Speech by SEC Commissioner:
Remarks before the Conference on SEC Regulation Outside the United States

by

Commissioner Kathleen L. Casey

U.S. Securities and Exchange Commission

London, England
March 6, 2008

Thank you, Mark, for that kind introduction, and good morning. It is always a pleasure to be in London. I understand that it has become somewhat of a tradition to have a member of the Securities and Exchange Commission deliver the keynote address at this conference. I am honored to help continue this tradition today.

I know former Commissioner Campos gave the keynote last year, so I would like to go ahead and lower expectations right away by saying that Roel's a tough act to follow. I also need to give the standard disclaimer that the views I express today are my own and do not necessarily represent those of the Commission or its staff.

Many of the initiatives Commissioner Campos highlighted last March remain live on our agenda, and the Commission has made considerable progress on all of them.

Since then, the Commission adopted final rules facilitating more effective and efficient deregistration by foreign private issuers.

The Commission adopted new management guidance and together with the Public Company Accounting Oversight Board approved a new auditing standard in furtherance of our efforts to reduce costs and burdens of Section 404. We recently proposed extending the deadline for small issuer compliance with the audit requirement of 404(b) and are now looking at implementation issues in addition to conducting a cost/benefit study of the changes we adopted.

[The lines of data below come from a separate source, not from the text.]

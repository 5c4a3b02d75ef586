//! Janus application worker.
//!
//! Spawned by the gateway supervisor with its identity in the environment:
//! `JANUS_WORKER_ID`, `JANUS_IPC_SOCKET`, and (when sessions are enabled)
//! `JANUS_VAULT_SOCKET`. Builds the application, connects the session
//! layer, binds the IPC socket, and serves until the gateway drains it.

use log::{error, info, warn};
use std::path::PathBuf;
use std::sync::Arc;
use std::time::Duration;

use janus_rs::config::settings::load_settings;
use janus_rs::ipc::WorkerListener;
use janus_rs::logs::logger::configure_logger;
use janus_rs::runtime::session::SessionLayer;
use janus_rs::runtime::{App, Dispatcher};
use janus_rs::vault::VaultClient;

mod app_routes;

const EXIT_CONFIG: i32 = 1;
const EXIT_IPC: i32 = 3;

#[tokio::main]
async fn main() {
    configure_logger("worker");

    let worker_id: u32 = std::env::var("JANUS_WORKER_ID")
        .ok()
        .and_then(|v| v.parse().ok())
        .unwrap_or(0);
    let socket_path = match std::env::var("JANUS_IPC_SOCKET") {
        Ok(path) => PathBuf::from(path),
        Err(_) => {
            error!("JANUS_IPC_SOCKET is not set; this binary is spawned by the gateway");
            std::process::exit(EXIT_CONFIG);
        }
    };

    let settings = match load_settings() {
        Ok(settings) => Arc::new(settings),
        Err(e) => {
            error!("Configuration error: {}", e);
            std::process::exit(EXIT_CONFIG);
        }
    };

    // Session layer, when the vault sidecar is part of the deployment.
    let session = if settings.xems.enable {
        let vault_socket = std::env::var("JANUS_VAULT_SOCKET")
            .map(PathBuf::from)
            .unwrap_or_else(|_| settings.ipc.vault_socket());
        match connect_vault(&vault_socket, settings.ipc.max_frame_size).await {
            Some(client) => Some(SessionLayer::new(client, settings.xems.clone())),
            None => {
                error!("Vault sidecar unreachable at {}", vault_socket.display());
                std::process::exit(EXIT_IPC);
            }
        }
    } else {
        None
    };

    // Application assembly: built-in routes plus whatever plugins add.
    let mut app = App::new(&settings.plugin_permissions);
    app_routes::register(&mut app, session.clone());

    let built = match app.build() {
        Ok(built) => Arc::new(built),
        Err(e) => {
            error!("Route table build failed: {}", e);
            std::process::exit(EXIT_CONFIG);
        }
    };

    built.plugins.fire_registered().await;
    built.plugins.fire_server_start().await;

    let dispatcher = Dispatcher::new(Arc::clone(&built), session);

    // Periodic performance metrics for the plugin pipeline.
    {
        let dispatcher = dispatcher.clone();
        let built = Arc::clone(&built);
        tokio::spawn(async move {
            let mut ticker = tokio::time::interval(Duration::from_secs(30));
            loop {
                ticker.tick().await;
                let snapshot = dispatcher.metrics().snapshot();
                built.plugins.notify_performance_metrics(&snapshot).await;
            }
        });
    }

    let listener = match WorkerListener::bind(
        worker_id,
        &socket_path,
        dispatcher,
        settings.ipc.max_frame_size,
        settings.ipc.stream_window,
    ) {
        Ok(listener) => listener,
        Err(e) => {
            error!("IPC bind failed at {}: {}", socket_path.display(), e);
            std::process::exit(EXIT_IPC);
        }
    };

    built.plugins.fire_server_ready().await;
    info!("Worker {} serving on {}", worker_id, socket_path.display());

    let mut sigterm = match tokio::signal::unix::signal(tokio::signal::unix::SignalKind::terminate())
    {
        Ok(s) => s,
        Err(e) => {
            error!("Signal handler setup failed: {}", e);
            std::process::exit(EXIT_CONFIG);
        }
    };

    tokio::select! {
        result = listener.serve() => {
            if let Err(e) = result {
                error!("IPC serve error: {}", e);
            }
        }
        _ = sigterm.recv() => {
            info!("Worker {} received SIGTERM", worker_id);
        }
        _ = tokio::signal::ctrl_c() => {}
    }

    built.plugins.fire_server_stop().await;
    info!("Worker {} stopped", worker_id);
}

/// The gateway may still be bringing the sidecar up; retry briefly.
async fn connect_vault(path: &PathBuf, max_frame_size: usize) -> Option<VaultClient> {
    for attempt in 0..50u32 {
        match VaultClient::connect(path, max_frame_size).await {
            Ok(client) => return Some(client),
            Err(e) => {
                if attempt == 0 {
                    warn!("Vault not up yet ({}), retrying", e);
                }
                tokio::time::sleep(Duration::from_millis(100)).await;
            }
        }
    }
    None
}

Last fall, the Commission eliminated the reconciliation requirement to US Generally Accepted Accounting Principles for foreign private issuers that file in International Financial Reporting Standards as issued by the International Accounting Standards Board. And we are now actively considering whether, how and when US issuers should be able to choose between filing in IFRS and US GAAP.

Mutual recognition was still largely a theoretical discussion early last year. Now, the Commission is actively developing core principles for mutual recognition of comparable regulatory regimes and undertaking discussions with foreign regulatory counterparts on what such frameworks would contemplate on a jurisdiction-by-jurisdiction basis.

What a difference a year makes.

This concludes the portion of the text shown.